SCRAPPING a multi-million pound school sports scheme could affect the health of the region’s youngsters, the Government has been warned.
The coalition axed the £162m-a-year PE and Sports Strategy, saying the move would cut bureaucracy and free schools to organise sport themselves.
However, critics say School Sport Partnerships (SSPs) – established under the strategy – meant hundreds of thousands more youngsters took up competitive sport.
A campaign has been launched to retain the strategy, which represents about £5.5m of funding and 200 jobs in the North.
Diane Snowfill, from Sedgefield SSP, in County Durham, said: “I was totally devastated.
I anticipated cuts, but not the complete dismantling of a fantastic infrastructure that had taken ten years to build up, especially with the Olympics and Paralympics only two years away.
“We could very quickly go back to the Nineties, when schools had very little PE on the curriculum.
“The range of sport on offer could diminish within a term and, with fewer opportunities, children are going to become inactive again.”

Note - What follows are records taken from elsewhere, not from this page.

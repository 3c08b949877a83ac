//! Cycle orchestration. Each cycle reads everything it needs first and writes its output in a
//! single batch at the end, so a failed lookup leaves no partial records.

use crate::aggregate::reward::{ValidatorReturnEngine, ValidatorReturnInfo};
use crate::aggregate::swap::{build_aggregates, quote_spreads, swap_totals, SwapAggregate, SwapSettings};
use crate::error::PipelineError;
use crate::ledger::types::{BlockReward, RawTransaction};
use crate::ledger::{minute_bucket_before, LedgerClient};
use crate::price::Prices;
use crate::store::{PriceSource, RecordSink, TxSource};
use crate::tx::account::{account_tx_records, AccountTxRecord};
use crate::tx::msg::MSG_SWAP;
use futures::future::join_all;
use std::collections::BTreeSet;
use time::{Date, OffsetDateTime};
use tracing::{info, warn};

/// Store `txs`, then index them by participant and persist the rows in one batch.
/// Transactions are written first so an account row never points at a missing tx.
pub async fn index_transactions(
    sink: &dyn RecordSink,
    txs: &[RawTransaction],
) -> Result<Vec<AccountTxRecord>, PipelineError> {
    let records: Vec<AccountTxRecord> = txs.iter().flat_map(account_tx_records).collect();
    sink.save_txs(txs).await?;
    sink.save_account_txs(&records).await?;
    info!(txs = txs.len(), records = records.len(), "indexed transactions");
    Ok(records)
}

/// Fetch one transaction by hash and index it. An unknown hash indexes nothing.
pub async fn index_transaction(
    client: &dyn LedgerClient,
    sink: &dyn RecordSink,
    hash: &str,
) -> Result<Option<(RawTransaction, Vec<AccountTxRecord>)>, PipelineError> {
    let Some(tx) = client.tx(hash).await? else {
        warn!(%hash, "transaction not found");
        return Ok(None);
    };
    let records = index_transactions(sink, std::slice::from_ref(&tx)).await?;
    Ok(Some((tx, records)))
}

/// Record the current oracle prices under the minute bucket before `now`, the bucket the
/// swap cycle at `now` reads.
pub async fn record_prices(
    client: &dyn LedgerClient,
    sink: &dyn RecordSink,
    now: OffsetDateTime,
) -> Result<(OffsetDateTime, Prices), PipelineError> {
    let (bucket, _) = minute_bucket_before(now);
    let prices = client.active_oracle_prices().await?;
    sink.save_prices(bucket, &prices).await?;
    info!(%bucket, count = prices.len(), "recorded oracle prices");
    Ok((bucket, prices))
}

/// Fetch block rewards for heights `from..=to` and persist them in one batch.
/// Nothing is written if any height fails to load.
pub async fn ingest_block_rewards(
    client: &dyn LedgerClient,
    sink: &dyn RecordSink,
    from: u64,
    to: u64,
) -> Result<Vec<BlockReward>, PipelineError> {
    let blocks = client.block_rewards(from, to).await?;
    sink.save_block_rewards(&blocks).await?;
    info!(from, to, blocks = blocks.len(), "ingested block rewards");
    Ok(blocks)
}

/// Aggregate swaps in the whole minute before `now` and persist one row per issued denom.
pub async fn run_swap_cycle(
    client: &dyn LedgerClient,
    tx_source: &dyn TxSource,
    price_source: &dyn PriceSource,
    sink: &dyn RecordSink,
    settings: &SwapSettings,
    now: OffsetDateTime,
) -> Result<Vec<SwapAggregate>, PipelineError> {
    let (start, end) = minute_bucket_before(now);
    let txs = tx_source.txs_with_message(MSG_SWAP, start, end).await?;
    let totals = swap_totals(&txs);
    let prices = price_source.prices_at(start).await?;

    let quoted: BTreeSet<String> = if settings.quote_idle_denoms {
        prices.keys().cloned().collect()
    } else {
        totals.denoms().into_iter().map(str::to_string).collect()
    };
    let (spreads, issuance) = futures::try_join!(
        quote_spreads(client, &prices, &quoted, &settings.spread_offer),
        client.total_issuance(),
    )?;
    let issued: BTreeSet<String> = issuance.into_iter().map(|c| c.denom).collect();

    let aggregates = build_aggregates(start, &issued, &totals, &prices, &spreads, settings);
    sink.save_swaps(&aggregates).await?;
    info!(
        bucket = %start,
        txs = txs.len(),
        denoms = aggregates.len(),
        spreads = spreads.len(),
        "swap cycle complete"
    );
    Ok(aggregates)
}

/// Daily return rows for `validators` (operator, average voting power) on `day`, persisted in
/// one batch. A validator whose voting power is zero is left out; any other failure aborts.
pub async fn collect_validator_returns(
    engine: &ValidatorReturnEngine,
    sink: &dyn RecordSink,
    validators: &[(String, String)],
    day: Date,
) -> Result<Vec<ValidatorReturnInfo>, PipelineError> {
    let results = join_all(
        validators
            .iter()
            .map(|(operator, vp)| engine.daily_return_info(operator, vp, day)),
    )
    .await;

    let mut infos = Vec::with_capacity(results.len());
    for ((operator, _), result) in validators.iter().zip(results) {
        match result {
            Ok(info) => infos.push(info),
            Err(PipelineError::DivisionByZero) => {
                warn!(%operator, "zero voting power, skipped");
            }
            Err(e) => return Err(e),
        }
    }
    sink.save_return_infos(&infos).await?;
    info!(%day, validators = infos.len(), "validator returns collected");
    Ok(infos)
}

Daran Crofts, who works on the scheme in Stockton, said: “It will have a devastating impact.
It will take us back years.”
Dr Peter Warburton, director of sport at Durham University, said the scheme was the best he had seen in school sport in 30 years and said scrapping it would have catastrophic implications for primary school PE.
In Sedgefield, the number of five to 18-year-olds taking part in at least two hours of sport a week rose from 23 per cent to 90 per cent in five years.
Over the same period in North Yorkshire, 36 per cent more children were taking part in at least two hours of sport a week. Across the Tees Valley, the number has risen from 42 per cent to 92 per cent in three years.
The Government said SSPs were neither affordable nor likely to be the best way to help schools achieve their potential.